### Exercise
A complete, exact copy of the data is the required answer.

(Dataset entries)
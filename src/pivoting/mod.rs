//! Basis cycle search and stepping-stone rebasing.
//!
//! - [`find_cycle`] — iterative alternating row/column DFS through the basis
//! - [`rebuild_solution`] — shifts allocations around the cycle and swaps the entering cell for the leaving one

mod cycle;
mod rebuild;

pub use cycle::find_cycle;
pub use rebuild::rebuild_solution;
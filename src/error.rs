//! Error types for solver runs.

use thiserror::Error;

/// A terminal failure of one heuristic's solve run.
///
/// None of these are retried internally; each aborts the run it occurred in
/// and propagates to the caller.
#[derive(Debug, Clone, PartialEq, Eq, Error)]
pub enum SolveError {
    /// Malformed input rejected before any computation starts.
    #[error("invalid problem: {0}")]
    InvalidProblem(String),

    /// Degeneracy repair exhausted every untried empty cell without
    /// reaching a basis with fully resolvable potentials.
    #[error("degenerate basis: repair exhausted all candidate cells")]
    DegenerateBasis,

    /// The potential calculator could not resolve every row and column
    /// potential for a solution inside the optimization loop.
    #[error("dual potentials could not be fully resolved")]
    UnresolvablePotentials,

    /// The cycle search failed to close through the entering cell,
    /// indicating a corrupted basis.
    #[error("no basis cycle found through the entering cell")]
    NoCycleFound,
}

### Answer section
filename src/pivoting/mod.rs
//! Basis cycle search and stepping-stone rebasing.
//!
//! - [`find_cycle`] — iterative alternating row/column DFS through the basis
//! - [`rebuild_solution`] — shifts allocations around the cycle and swaps the entering cell for the leaving one

mod cycle;
mod rebuild;

pub use cycle::find_cycle;
pub use rebuild::rebuild_solution;
filename src/error.rs
//! Error types for solver runs.

use thiserror::Error;

/// A terminal failure of one heuristic's solve run.
///
/// None of these are retried internally; each aborts the run it occurred in
/// and propagates to the caller.
#[derive(Debug, Clone, PartialEq, Eq, Error)]
pub enum SolveError {
    /// Malformed input rejected before any computation starts.
    #[error("invalid problem: {0}")]
    InvalidProblem(String),

    /// Degeneracy repair exhausted every untried empty cell without
    /// reaching a basis with fully resolvable potentials.
    #[error("degenerate basis: repair exhausted all candidate cells")]
    DegenerateBasis,

    /// The potential calculator could not resolve every row and column
    /// potential for a solution inside the optimization loop.
    #[error("dual potentials could not be fully resolved")]
    UnresolvablePotentials,

    /// The cycle search failed to close through the entering cell,
    /// indicating a corrupted basis.
    #[error("no basis cycle found through the entering cell")]
    NoCycleFound,
}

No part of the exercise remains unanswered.